Dataset entries
━━━━━━━━━━━━━━━━━━━━
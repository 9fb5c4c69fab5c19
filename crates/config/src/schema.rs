use keygate_types::{Capability, DEFAULT_IDENTITY, GatewayError, ProviderId};
use serde::{Deserialize, Serialize};
use std::{
    collections::{BTreeMap, HashSet},
    path::{Path, PathBuf},
};

/// Environment variable prefix for overrides (`KEYGATE_HTTP__REQUEST_TIMEOUT_SECS=30`).
pub const ENV_PREFIX: &str = "KEYGATE_";

fn default_true() -> bool {
    true
}

// ── store ────────────────────────────────────────────────────────────────────

/// At-rest protection of credential files.
#[derive(Debug, Clone, Copy, PartialEq, Eq, Default, Serialize, Deserialize)]
#[serde(rename_all = "snake_case")]
pub enum EncryptionMode {
    /// AES-256-GCM with a key read from `store.key_env`.
    #[default]
    Aes256Gcm,
    /// Plain JSON protected by file permissions only.
    None,
}

fn default_key_env() -> String {
    "KEYGATE_STORE_KEY".to_string()
}
fn default_cache_ttl() -> u64 {
    300
}

#[derive(Debug, Clone, Serialize, Deserialize)]
pub struct StoreConfig {
    /// Credential directory; `~/.keygate/credentials` when unset.
    #[serde(default, skip_serializing_if = "Option::is_none")]
    pub dir: Option<PathBuf>,
    #[serde(default)]
    pub encryption: EncryptionMode,
    /// Name of the environment variable holding the hex-encoded 32-byte key.
    #[serde(default = "default_key_env")]
    pub key_env: String,
    /// How long a cached record is served before the file is re-read.
    #[serde(default = "default_cache_ttl")]
    pub cache_ttl_secs: u64,
}

impl Default for StoreConfig {
    fn default() -> Self {
        Self {
            dir: None,
            encryption: EncryptionMode::default(),
            key_env: default_key_env(),
            cache_ttl_secs: default_cache_ttl(),
        }
    }
}

impl StoreConfig {
    /// The configured directory, or `$HOME/.keygate/credentials`.
    #[must_use]
    pub fn resolved_dir(&self) -> PathBuf {
        self.dir.clone().unwrap_or_else(|| {
            let home = std::env::var("HOME").unwrap_or_else(|_| ".".to_string());
            PathBuf::from(home).join(".keygate").join("credentials")
        })
    }
}

// ── http ─────────────────────────────────────────────────────────────────────

fn default_request_timeout() -> u64 {
    120
}
fn default_credential_timeout() -> u64 {
    30
}
fn default_stream_buffer() -> usize {
    keygate_types::DEFAULT_STREAM_BUFFER
}

#[derive(Debug, Clone, Serialize, Deserialize)]
pub struct HttpConfig {
    /// Timeout for non-streaming upstream calls.
    #[serde(default = "default_request_timeout")]
    pub request_timeout_secs: u64,
    /// Timeout for token exchange, refresh, and revoke calls.
    #[serde(default = "default_credential_timeout")]
    pub credential_timeout_secs: u64,
    /// Chunks buffered per streaming request.
    #[serde(default = "default_stream_buffer")]
    pub stream_buffer: usize,
}

impl Default for HttpConfig {
    fn default() -> Self {
        Self {
            request_timeout_secs: default_request_timeout(),
            credential_timeout_secs: default_credential_timeout(),
            stream_buffer: default_stream_buffer(),
        }
    }
}

// ── oauth / exchange ─────────────────────────────────────────────────────────

/// OAuth2 + PKCE client profile for one provider.
#[derive(Debug, Clone, PartialEq, Serialize, Deserialize)]
pub struct OAuthProfileConfig {
    pub client_id: String,
    pub auth_url: String,
    pub token_url: String,
    #[serde(default, skip_serializing_if = "Option::is_none")]
    pub revoke_url: Option<String>,
    pub redirect_uri: String,
    #[serde(default)]
    pub scopes: Vec<String>,
    /// Additional query parameters appended to the authorization URL.
    #[serde(default)]
    pub extra_auth_params: BTreeMap<String, String>,
}

impl OAuthProfileConfig {
    /// Built-in profile for Claude accounts (callback port 54545).
    #[must_use]
    pub fn claude() -> Self {
        Self {
            client_id: "9d1c250a-e61b-44d9-88ed-5944d1962f5e".into(),
            auth_url: "https://claude.ai/oauth/authorize".into(),
            token_url: "https://console.anthropic.com/v1/oauth/token".into(),
            revoke_url: Some("https://console.anthropic.com/v1/oauth/revoke".into()),
            redirect_uri: "http://localhost:54545/callback".into(),
            // Only user-level scopes: org:create_api_key starts a console
            // billing flow.
            scopes: vec!["user:profile".into(), "user:inference".into()],
            extra_auth_params: BTreeMap::from([("code".into(), "true".into())]),
        }
    }
}

fn default_rotating_claim() -> String {
    "rotating_token".to_string()
}
fn default_cache_margin() -> u64 {
    30
}

/// JWT rotating-token exchange profile for one provider.
#[derive(Debug, Clone, PartialEq, Serialize, Deserialize)]
pub struct ExchangeProfileConfig {
    /// Endpoint receiving `POST {"rotating_token": ...}`.
    pub exchange_url: String,
    /// Claim holding the rotating token inside the bearer JWT.
    #[serde(default = "default_rotating_claim")]
    pub rotating_claim: String,
    /// Cached tokens this close to expiry are evicted on read.
    #[serde(default = "default_cache_margin")]
    pub cache_margin_secs: u64,
}

// ── executors / routes ───────────────────────────────────────────────────────

/// Upstream wire family an executor speaks.
#[derive(Debug, Clone, Copy, PartialEq, Eq, Serialize, Deserialize)]
#[serde(rename_all = "snake_case")]
pub enum ExecutorFamily {
    /// Anthropic Messages API.
    Claude,
    /// `OpenAI`-compatible chat completions.
    Openai,
}

fn default_identity() -> String {
    DEFAULT_IDENTITY.to_string()
}

#[derive(Debug, Clone, Serialize, Deserialize)]
pub struct ExecutorConfig {
    /// Routing key referenced from `routes`.
    pub id: String,
    pub family: ExecutorFamily,
    /// Provider whose stored credential this executor uses.
    pub provider: ProviderId,
    #[serde(default = "default_identity")]
    pub identity: String,
    /// Overrides the family's default endpoint base.
    #[serde(default, skip_serializing_if = "Option::is_none")]
    pub base_url: Option<String>,
    /// Overrides the family's default capability set.
    #[serde(default, skip_serializing_if = "Option::is_none")]
    pub capabilities: Option<Vec<Capability>>,
    #[serde(default = "default_true")]
    pub enabled: bool,
}

#[derive(Debug, Clone, Serialize, Deserialize)]
pub struct CandidateConfig {
    pub executor: String,
    /// Lower runs first; ties keep declaration order.
    #[serde(default)]
    pub priority: u32,
    #[serde(default)]
    pub requires: Vec<Capability>,
}

#[derive(Debug, Clone, Serialize, Deserialize)]
pub struct RouteConfig {
    /// Exact model name or a prefix glob ending in a single `*`.
    pub pattern: String,
    pub candidates: Vec<CandidateConfig>,
}

// ── log ──────────────────────────────────────────────────────────────────────

#[derive(Debug, Clone, Copy, PartialEq, Eq, Default, Serialize, Deserialize)]
#[serde(rename_all = "snake_case")]
pub enum LogFormat {
    #[default]
    Text,
    Json,
}

fn default_log_level() -> String {
    "info".to_string()
}

#[derive(Debug, Clone, Serialize, Deserialize)]
pub struct LogConfig {
    /// Default `EnvFilter` directive; `RUST_LOG` takes precedence.
    #[serde(default = "default_log_level")]
    pub level: String,
    #[serde(default)]
    pub format: LogFormat,
}

impl Default for LogConfig {
    fn default() -> Self {
        Self {
            level: default_log_level(),
            format: LogFormat::default(),
        }
    }
}

// ── top level ────────────────────────────────────────────────────────────────

/// Top-level application configuration.
#[derive(Debug, Clone, Serialize, Deserialize)]
pub struct Config {
    #[serde(default)]
    pub store: StoreConfig,
    #[serde(default)]
    pub http: HttpConfig,
    /// OAuth profiles keyed by provider id.
    #[serde(default)]
    pub oauth: BTreeMap<ProviderId, OAuthProfileConfig>,
    /// JWT exchange profiles keyed by provider id.
    #[serde(default)]
    pub exchange: BTreeMap<ProviderId, ExchangeProfileConfig>,
    #[serde(default)]
    pub executors: Vec<ExecutorConfig>,
    #[serde(default)]
    pub routes: Vec<RouteConfig>,
    #[serde(default)]
    pub log: LogConfig,
}

impl Default for Config {
    fn default() -> Self {
        Self {
            store: StoreConfig::default(),
            http: HttpConfig::default(),
            oauth: BTreeMap::from([(ProviderId::claude(), OAuthProfileConfig::claude())]),
            exchange: BTreeMap::new(),
            executors: vec![ExecutorConfig {
                id: "claude".into(),
                family: ExecutorFamily::Claude,
                provider: ProviderId::claude(),
                identity: default_identity(),
                base_url: None,
                capabilities: None,
                enabled: true,
            }],
            routes: vec![RouteConfig {
                pattern: "claude-*".into(),
                candidates: vec![CandidateConfig {
                    executor: "claude".into(),
                    priority: 0,
                    requires: Vec::new(),
                }],
            }],
            log: LogConfig::default(),
        }
    }
}

impl Config {
    /// Parses configuration from a YAML string, merged with defaults.
    ///
    /// # Errors
    ///
    /// Returns a [`figment::Error`] if the YAML is invalid or extraction fails.
    #[allow(clippy::result_large_err)]
    pub fn from_yaml(yaml: &str) -> Result<Self, figment::Error> {
        use figment::{
            Figment,
            providers::{Format as _, Serialized, Yaml},
        };
        Figment::from(Serialized::defaults(Config::default()))
            .merge(Yaml::string(yaml))
            .extract()
    }

    /// Loads configuration from defaults, an optional YAML file, and
    /// `KEYGATE_*` environment variables, then validates it.
    ///
    /// # Errors
    ///
    /// Returns [`GatewayError::Config`] if the file cannot be parsed or the
    /// result fails [`Config::validate`].
    pub fn load(path: Option<&Path>) -> keygate_types::Result<Self> {
        use figment::{
            Figment,
            providers::{Env, Format as _, Serialized, Yaml},
        };
        let mut figment = Figment::from(Serialized::defaults(Config::default()));
        if let Some(path) = path {
            if !path.exists() {
                return Err(GatewayError::Config(format!(
                    "config file not found: {}",
                    path.display()
                )));
            }
            figment = figment.merge(Yaml::file(path));
        }
        let config: Self = figment
            .merge(Env::prefixed(ENV_PREFIX).split("__"))
            .extract()
            .map_err(|e| GatewayError::Config(e.to_string()))?;
        config.validate()?;
        Ok(config)
    }

    /// Checks cross-references between executors and routes.
    ///
    /// # Errors
    ///
    /// Returns [`GatewayError::Config`] on duplicate executor ids, routes
    /// naming unknown or repeated executors, malformed patterns, or a zero
    /// stream buffer.
    pub fn validate(&self) -> keygate_types::Result<()> {
        let mut ids = HashSet::new();
        for exec in &self.executors {
            if exec.id.is_empty() {
                return Err(GatewayError::Config("executor id must not be empty".into()));
            }
            if !ids.insert(exec.id.as_str()) {
                return Err(GatewayError::Config(format!(
                    "duplicate executor id: {}",
                    exec.id
                )));
            }
        }
        for route in &self.routes {
            let stars = route.pattern.matches('*').count();
            if route.pattern.is_empty()
                || stars > 1
                || (stars == 1 && !route.pattern.ends_with('*'))
            {
                return Err(GatewayError::Config(format!(
                    "invalid route pattern {:?}: use an exact name or a single trailing '*'",
                    route.pattern
                )));
            }
            if route.candidates.is_empty() {
                return Err(GatewayError::Config(format!(
                    "route {} has no candidates",
                    route.pattern
                )));
            }
            if let Some(c) = route.candidates.iter().find(|c| !ids.contains(c.executor.as_str())) {
                return Err(GatewayError::Config(format!(
                    "route {} references unknown executor {}",
                    route.pattern, c.executor
                )));
            }
            let mut listed = HashSet::with_capacity(route.candidates.len());
            if let Some(c) = route.candidates.iter().find(|c| !listed.insert(c.executor.as_str())) {
                return Err(GatewayError::Config(format!(
                    "route {} lists executor {} more than once",
                    route.pattern, c.executor
                )));
            }
        }
        if self.http.stream_buffer == 0 {
            return Err(GatewayError::Config("http.stream_buffer must be > 0".into()));
        }
        Ok(())
    }
}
━━━━━━━━━━━━━━━━━━━━
- [Task] Show all lines above that contain "executors".

- [Exercise answer]
// ── executors / routes ───────────────────────────────────────────────────────
    pub executors: Vec<ExecutorConfig>,
            executors: vec![ExecutorConfig {
    /// Checks cross-references between executors and routes.
    /// naming unknown or repeated executors, malformed patterns, or a zero
        for exec in &self.executors {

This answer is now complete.